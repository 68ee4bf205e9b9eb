//! Error types for the forecasting pipeline.
//!
//! Every stage of a forecast request (upstream fetch, series construction,
//! model fit) reports failures through [`ForecastError`]. The HTTP layer maps
//! each variant onto a status code in `http::error`.

use thiserror::Error;

/// Result type for forecasting operations
pub type Result<T> = std::result::Result<T, ForecastError>;

/// Errors that can occur while producing a forecast
#[derive(Error, Debug, Clone, PartialEq)]
pub enum ForecastError {
    /// The star-history provider could not be reached or answered with a
    /// non-success status
    #[error("Upstream unavailable: {0}")]
    UpstreamUnavailable(String),

    /// The provider answered, but the payload held no usable observations
    #[error("Data unavailable: {0}")]
    DataUnavailable(String),

    /// Too few daily points for the requested model
    #[error("Insufficient data: need at least {required} daily points, got {actual}")]
    InsufficientData { required: usize, actual: usize },

    /// The numerical fit did not produce a usable model
    #[error("Fit failure: {0}")]
    FitFailure(String),

    /// Invalid model or configuration parameter
    #[error("Invalid parameter '{name}': {reason}")]
    InvalidParameter { name: String, reason: String },

    /// Anything else (task join errors and the like)
    #[error("Internal error: {0}")]
    Internal(String),
}

impl ForecastError {
    pub(crate) fn invalid_parameter(name: impl Into<String>, reason: impl Into<String>) -> Self {
        ForecastError::InvalidParameter {
            name: name.into(),
            reason: reason.into(),
        }
    }
}

impl From<serde_json::Error> for ForecastError {
    fn from(err: serde_json::Error) -> Self {
        ForecastError::DataUnavailable(format!("malformed star history payload: {}", err))
    }
}
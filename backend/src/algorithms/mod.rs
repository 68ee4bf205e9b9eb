//! Forecasting models.
//!
//! - [`holt_winters`]: additive trend / additive seasonal exponential smoothing
//! - [`decomposition`]: piecewise-linear trend plus Fourier seasonality
//! - [`stats`]: residual statistics shared by both
//! - [`linalg`]: the small dense solver the decomposition fit needs

pub mod decomposition;
pub mod holt_winters;
pub mod linalg;
pub mod stats;

pub use decomposition::{DecompositionConfig, DecompositionModel, FittedDecomposition};
pub use holt_winters::{FittedHoltWinters, HoltWinters, SmoothingParams};

/// Weekly seasonality on daily data.
pub const WEEKLY_PERIOD: usize = 7;
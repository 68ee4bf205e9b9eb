//! Dense symmetric positive-definite solves for small regression problems.

/// Row-major square matrix.
#[derive(Debug, Clone, PartialEq)]
pub struct SquareMatrix {
    dim: usize,
    data: Vec<f64>,
}

impl SquareMatrix {
    pub fn zeros(dim: usize) -> Self {
        Self {
            dim,
            data: vec![0.0; dim * dim],
        }
    }

    pub fn dim(&self) -> usize {
        self.dim
    }

    pub fn get(&self, row: usize, col: usize) -> f64 {
        self.data[row * self.dim + col]
    }

    pub fn add(&mut self, row: usize, col: usize, value: f64) {
        self.data[row * self.dim + col] += value;
    }
}

/// Accumulates the normal equations `(XᵀX + Λ) β = Xᵀy` one row at a time.
#[derive(Debug, Clone)]
pub struct NormalEquations {
    gram: SquareMatrix,
    rhs: Vec<f64>,
}

impl NormalEquations {
    pub fn new(dim: usize) -> Self {
        Self {
            gram: SquareMatrix::zeros(dim),
            rhs: vec![0.0; dim],
        }
    }

    pub fn add_row(&mut self, row: &[f64], target: f64) {
        let dim = self.gram.dim();
        for i in 0..dim {
            if row[i] == 0.0 {
                continue;
            }
            self.rhs[i] += row[i] * target;
            for j in 0..dim {
                self.gram.add(i, j, row[i] * row[j]);
            }
        }
    }

    /// Add a ridge penalty to one coefficient.
    pub fn add_penalty(&mut self, coef: usize, lambda: f64) {
        self.gram.add(coef, coef, lambda);
    }

    /// Solve for the coefficients. `None` if the system is not positive definite.
    pub fn solve(&self) -> Option<Vec<f64>> {
        cholesky_solve(&self.gram, &self.rhs)
    }
}

/// Solve `A x = b` for symmetric positive-definite `A`.
pub fn cholesky_solve(a: &SquareMatrix, b: &[f64]) -> Option<Vec<f64>> {
    let n = a.dim();
    if b.len() != n {
        return None;
    }

    // Lower-triangular factor, row-major
    let mut l = vec![0.0; n * n];
    for i in 0..n {
        for j in 0..=i {
            let mut sum = a.get(i, j);
            for k in 0..j {
                sum -= l[i * n + k] * l[j * n + k];
            }
            if i == j {
                if sum <= 0.0 || !sum.is_finite() {
                    return None;
                }
                l[i * n + i] = sum.sqrt();
            } else {
                l[i * n + j] = sum / l[j * n + j];
            }
        }
    }

    // L z = b
    let mut z = vec![0.0; n];
    for i in 0..n {
        let mut sum = b[i];
        for k in 0..i {
            sum -= l[i * n + k] * z[k];
        }
        z[i] = sum / l[i * n + i];
    }

    // Lᵀ x = z
    let mut x = vec![0.0; n];
    for i in (0..n).rev() {
        let mut sum = z[i];
        for k in (i + 1)..n {
            sum -= l[k * n + i] * x[k];
        }
        x[i] = sum / l[i * n + i];
    }

    if x.iter().all(|v| v.is_finite()) {
        Some(x)
    } else {
        None
    }
}
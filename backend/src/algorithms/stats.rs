//! Residual statistics.

use statrs::statistics::Statistics;

/// Observed minus fitted, aligned 1:1.
pub fn residuals(observed: &[f64], fitted: &[f64]) -> Vec<f64> {
    observed
        .iter()
        .zip(fitted.iter())
        .map(|(y, f)| y - f)
        .collect()
}

/// Sample standard deviation (N - 1 denominator) of the finite residuals.
///
/// Non-finite residuals are skipped. Fewer than two finite residuals, or a
/// non-finite result, yields 0.
pub fn residual_std(residuals: &[f64]) -> f64 {
    let finite: Vec<f64> = residuals.iter().copied().filter(|r| r.is_finite()).collect();
    if finite.len() < 2 {
        return 0.0;
    }
    let std = finite.std_dev();
    if std.is_finite() {
        std
    } else {
        0.0
    }
}

/// Sum of squared one-step errors.
pub fn sum_squared_errors(observed: &[f64], fitted: &[f64]) -> f64 {
    observed
        .iter()
        .zip(fitted.iter())
        .map(|(y, f)| (y - f) * (y - f))
        .sum()
}

pub fn mean(values: &[f64]) -> f64 {
    if values.is_empty() {
        return 0.0;
    }
    values.iter().sum::<f64>() / values.len() as f64
}

#[cfg(test)]
mod tests {
    use super::*;

    #[test]
    fn test_residuals() {
        assert_eq!(residuals(&[3.0, 5.0], &[1.0, 6.0]), vec![2.0, -1.0]);
    }

    #[test]
    fn test_residual_std_uses_bessel_correction() {
        // mean 5, squared deviations sum to 32, 32 / 7
        let r = [2.0, 4.0, 4.0, 4.0, 5.0, 5.0, 7.0, 9.0];
        assert!((residual_std(&r) - (32.0_f64 / 7.0).sqrt()).abs() < 1e-12);
    }

    #[test]
    fn test_residual_std_skips_nan() {
        let with_nan = [f64::NAN, 1.0, 3.0];
        assert!((residual_std(&with_nan) - 2.0_f64.sqrt()).abs() < 1e-12);
    }

    #[test]
    fn test_residual_std_degenerate_inputs() {
        assert_eq!(residual_std(&[]), 0.0);
        assert_eq!(residual_std(&[4.2]), 0.0);
        assert_eq!(residual_std(&[1.5, 1.5, 1.5]), 0.0);
        assert_eq!(residual_std(&[f64::NAN, f64::INFINITY, 2.0]), 0.0);
    }

    #[test]
    fn test_sum_squared_errors() {
        assert_eq!(sum_squared_errors(&[1.0, 2.0], &[0.0, 4.0]), 5.0);
    }
}
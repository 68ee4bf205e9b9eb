//! Additive trend + seasonality decomposition model.
//!
//! ```text
//! y(t) = trend(t) + weekly(t) + yearly(t) + ε
//! trend(t) = m + k·t + Σ δⱼ · max(t - cⱼ, 0)
//! ```
//!
//! Time is rescaled to [0, 1] over the history and `y` is divided by its
//! largest absolute value before fitting. The trend is piecewise linear with
//! changepoints `cⱼ` spread evenly over the first part of the history; the
//! seasonal terms are Fourier series with weekly and (for long histories)
//! yearly periods. All coefficients come from one ridge-regularised least
//! squares solve, each block shrunk according to its prior scale.
//!
//! Uncertainty intervals combine the in-sample residual noise with the
//! variance that future changepoints would add to the trend, assuming they
//! arrive at the historical rate with Laplace-distributed magnitudes scaled by
//! the mean absolute fitted change. The computation is closed-form, so
//! forecasts are fully reproducible.

use std::f64::consts::PI;

use log::debug;
use statrs::distribution::{ContinuousCDF, Normal};

use super::linalg::NormalEquations;
use super::stats::{residual_std, residuals};
use super::WEEKLY_PERIOD;
use crate::error::{ForecastError, Result};

const YEAR_DAYS: f64 = 365.25;

/// Prior noise level (in scaled units) used to turn prior scales into ridge
/// penalties: λ = (NOISE_REFERENCE / prior_scale)².
const NOISE_REFERENCE: f64 = 0.05;

/// Tunables of the decomposition model.
#[derive(Debug, Clone, PartialEq)]
pub struct DecompositionConfig {
    /// Maximum number of potential trend changepoints
    pub n_changepoints: usize,
    /// Fraction of the history in which changepoints may sit
    pub changepoint_range: f64,
    /// Fourier order of the weekly term
    pub weekly_order: usize,
    /// Fourier order of the yearly term
    pub yearly_order: usize,
    /// Minimum history length (days) before the yearly term is fitted
    pub yearly_min_days: usize,
    /// Prior scale of changepoint rate adjustments
    pub changepoint_prior_scale: f64,
    /// Prior scale of seasonal coefficients
    pub seasonality_prior_scale: f64,
    /// Prior scale of the base offset and growth rate
    pub trend_prior_scale: f64,
    /// Coverage of the uncertainty interval
    pub interval_width: f64,
}

impl Default for DecompositionConfig {
    fn default() -> Self {
        Self {
            n_changepoints: 25,
            changepoint_range: 0.8,
            weekly_order: 3,
            yearly_order: 10,
            yearly_min_days: 730,
            changepoint_prior_scale: 0.05,
            seasonality_prior_scale: 10.0,
            trend_prior_scale: 5.0,
            interval_width: 0.8,
        }
    }
}

/// Decomposition model ready to be fitted.
#[derive(Debug, Clone)]
pub struct DecompositionModel {
    config: DecompositionConfig,
    z: f64,
}

impl DecompositionModel {
    pub fn new(config: DecompositionConfig) -> Result<Self> {
        if !(0.0 < config.interval_width && config.interval_width < 1.0) {
            return Err(ForecastError::invalid_parameter(
                "interval_width",
                "must be between 0 and 1 (exclusive)",
            ));
        }
        if !(0.0 < config.changepoint_range && config.changepoint_range <= 1.0) {
            return Err(ForecastError::invalid_parameter(
                "changepoint_range",
                "must be in (0, 1]",
            ));
        }
        for (name, scale) in [
            ("changepoint_prior_scale", config.changepoint_prior_scale),
            ("seasonality_prior_scale", config.seasonality_prior_scale),
            ("trend_prior_scale", config.trend_prior_scale),
        ] {
            if !(scale > 0.0 && scale.is_finite()) {
                return Err(ForecastError::invalid_parameter(name, "must be positive"));
            }
        }

        let normal = Normal::new(0.0, 1.0)
            .map_err(|e| ForecastError::Internal(format!("standard normal: {}", e)))?;
        let z = normal.inverse_cdf(0.5 + config.interval_width / 2.0);

        Ok(Self { config, z })
    }

    pub fn config(&self) -> &DecompositionConfig {
        &self.config
    }

    pub fn min_observations(&self) -> usize {
        WEEKLY_PERIOD + 1
    }

    pub fn fit(&self, data: &[f64]) -> Result<FittedDecomposition> {
        let n = data.len();
        if n < self.min_observations() {
            return Err(ForecastError::InsufficientData {
                required: self.min_observations(),
                actual: n,
            });
        }
        if data.iter().any(|v| !v.is_finite()) {
            return Err(ForecastError::FitFailure(
                "observations contain non-finite values".to_string(),
            ));
        }

        let span = (n - 1) as f64;
        let y_scale = match data.iter().fold(0.0_f64, |acc, v| acc.max(v.abs())) {
            s if s > 0.0 => s,
            _ => 1.0,
        };

        let layout = Layout::new(&self.config, n);
        let mut fitted = FittedDecomposition {
            layout,
            coef: Vec::new(),
            n_observations: n,
            span,
            y_scale,
            sigma: 0.0,
            delta_scale: 0.0,
            z: self.z,
        };

        let dim = fitted.layout.dim();
        let mut equations = NormalEquations::new(dim);
        let mut row = vec![0.0; dim];
        for (day, &y) in data.iter().enumerate() {
            fitted.design_row(day as f64, &mut row);
            equations.add_row(&row, y / y_scale);
        }

        let penalty = |prior_scale: f64| (NOISE_REFERENCE / prior_scale).powi(2);
        let trend_penalty = penalty(self.config.trend_prior_scale);
        equations.add_penalty(0, trend_penalty);
        equations.add_penalty(1, trend_penalty);
        for j in fitted.layout.delta_range() {
            equations.add_penalty(j, penalty(self.config.changepoint_prior_scale));
        }
        for j in fitted.layout.seasonal_range() {
            equations.add_penalty(j, penalty(self.config.seasonality_prior_scale));
        }

        fitted.coef = equations.solve().ok_or_else(|| {
            ForecastError::FitFailure("decomposition normal equations are singular".to_string())
        })?;

        let scaled: Vec<f64> = data.iter().map(|y| y / y_scale).collect();
        let in_sample: Vec<f64> = (0..n).map(|d| fitted.scaled_prediction(d as f64)).collect();
        fitted.sigma = residual_std(&residuals(&scaled, &in_sample));

        let deltas = &fitted.coef[fitted.layout.delta_range()];
        fitted.delta_scale = if deltas.is_empty() {
            0.0
        } else {
            deltas.iter().map(|d| d.abs()).sum::<f64>() / deltas.len() as f64
        };

        debug!(
            "Decomposition fitted: n={} changepoints={} yearly={} sigma={:.6} delta_scale={:.6}",
            n,
            fitted.layout.changepoints.len(),
            fitted.layout.yearly_order > 0,
            fitted.sigma,
            fitted.delta_scale
        );

        Ok(fitted)
    }
}

/// Column layout of the design matrix.
#[derive(Debug, Clone)]
struct Layout {
    /// Changepoint locations in scaled time
    changepoints: Vec<f64>,
    weekly_order: usize,
    yearly_order: usize,
}

impl Layout {
    fn new(config: &DecompositionConfig, n: usize) -> Self {
        let span = (n - 1) as f64;
        let hist_size = ((n as f64) * config.changepoint_range).floor() as usize;
        let count = config.n_changepoints.min(hist_size.saturating_sub(1));
        let changepoints = (1..=count)
            .map(|j| {
                let idx = (j as f64 * (hist_size - 1) as f64 / count as f64).round();
                idx / span
            })
            .collect();

        let yearly_order = if n >= config.yearly_min_days {
            config.yearly_order
        } else {
            0
        };

        Self {
            changepoints,
            weekly_order: config.weekly_order,
            yearly_order,
        }
    }

    fn dim(&self) -> usize {
        2 + self.changepoints.len() + 2 * self.weekly_order + 2 * self.yearly_order
    }

    fn delta_range(&self) -> std::ops::Range<usize> {
        2..2 + self.changepoints.len()
    }

    fn seasonal_range(&self) -> std::ops::Range<usize> {
        2 + self.changepoints.len()..self.dim()
    }
}

/// A fitted decomposition model.
#[derive(Debug, Clone)]
pub struct FittedDecomposition {
    layout: Layout,
    coef: Vec<f64>,
    n_observations: usize,
    span: f64,
    y_scale: f64,
    /// Residual standard deviation, scaled units
    sigma: f64,
    /// Mean absolute changepoint adjustment, scaled units
    delta_scale: f64,
    z: f64,
}

impl FittedDecomposition {
    pub fn n_observations(&self) -> usize {
        self.n_observations
    }

    /// Index of the last observed day.
    pub fn last_day(&self) -> f64 {
        (self.n_observations - 1) as f64
    }

    pub fn has_yearly_seasonality(&self) -> bool {
        self.layout.yearly_order > 0
    }

    /// Trend component on day `day` (0 = first observation).
    pub fn trend_at(&self, day: f64) -> f64 {
        let t = day / self.span;
        let mut trend = self.coef[0] + self.coef[1] * t;
        for (j, cp) in self.layout.changepoints.iter().enumerate() {
            trend += self.coef[2 + j] * (t - cp).max(0.0);
        }
        trend * self.y_scale
    }

    /// Full model prediction on day `day`.
    pub fn predict_at(&self, day: f64) -> f64 {
        self.scaled_prediction(day) * self.y_scale
    }

    /// Uncertainty interval around [`predict_at`](Self::predict_at).
    pub fn interval_at(&self, day: f64) -> (f64, f64) {
        let center = self.predict_at(day);
        let half_width = self.z * self.predictive_std(day) * self.y_scale;
        (center - half_width, center + half_width)
    }

    /// In-sample predictions, one per observation.
    pub fn fitted_values(&self) -> Vec<f64> {
        (0..self.n_observations)
            .map(|d| self.predict_at(d as f64))
            .collect()
    }

    fn predictive_std(&self, day: f64) -> f64 {
        let h = (day - self.last_day()).max(0.0).floor();
        let rate_per_day = self.layout.changepoints.len() as f64 / self.span;
        // Σ_{j=1..h} j² · (1/span)² per future changepoint, Laplace variance 2b²
        let sum_sq = h * (h + 1.0) * (2.0 * h + 1.0) / 6.0;
        let trend_var =
            rate_per_day * 2.0 * self.delta_scale.powi(2) * sum_sq / self.span.powi(2);
        (self.sigma.powi(2) + trend_var).sqrt()
    }

    fn scaled_prediction(&self, day: f64) -> f64 {
        let mut row = vec![0.0; self.layout.dim()];
        self.design_row(day, &mut row);
        row.iter().zip(&self.coef).map(|(x, c)| x * c).sum()
    }

    fn design_row(&self, day: f64, row: &mut [f64]) {
        let t = day / self.span;
        row[0] = 1.0;
        row[1] = t;
        let mut col = 2;
        for cp in &self.layout.changepoints {
            row[col] = (t - cp).max(0.0);
            col += 1;
        }
        for (order, period) in [
            (self.layout.weekly_order, WEEKLY_PERIOD as f64),
            (self.layout.yearly_order, YEAR_DAYS),
        ] {
            for i in 1..=order {
                let angle = 2.0 * PI * i as f64 * day / period;
                row[col] = angle.sin();
                row[col + 1] = angle.cos();
                col += 2;
            }
        }
    }
}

- - - - -

**Directions for this task**
In the entries above, count each line holding "status" and report the total and nothing more.

**Finished task**
2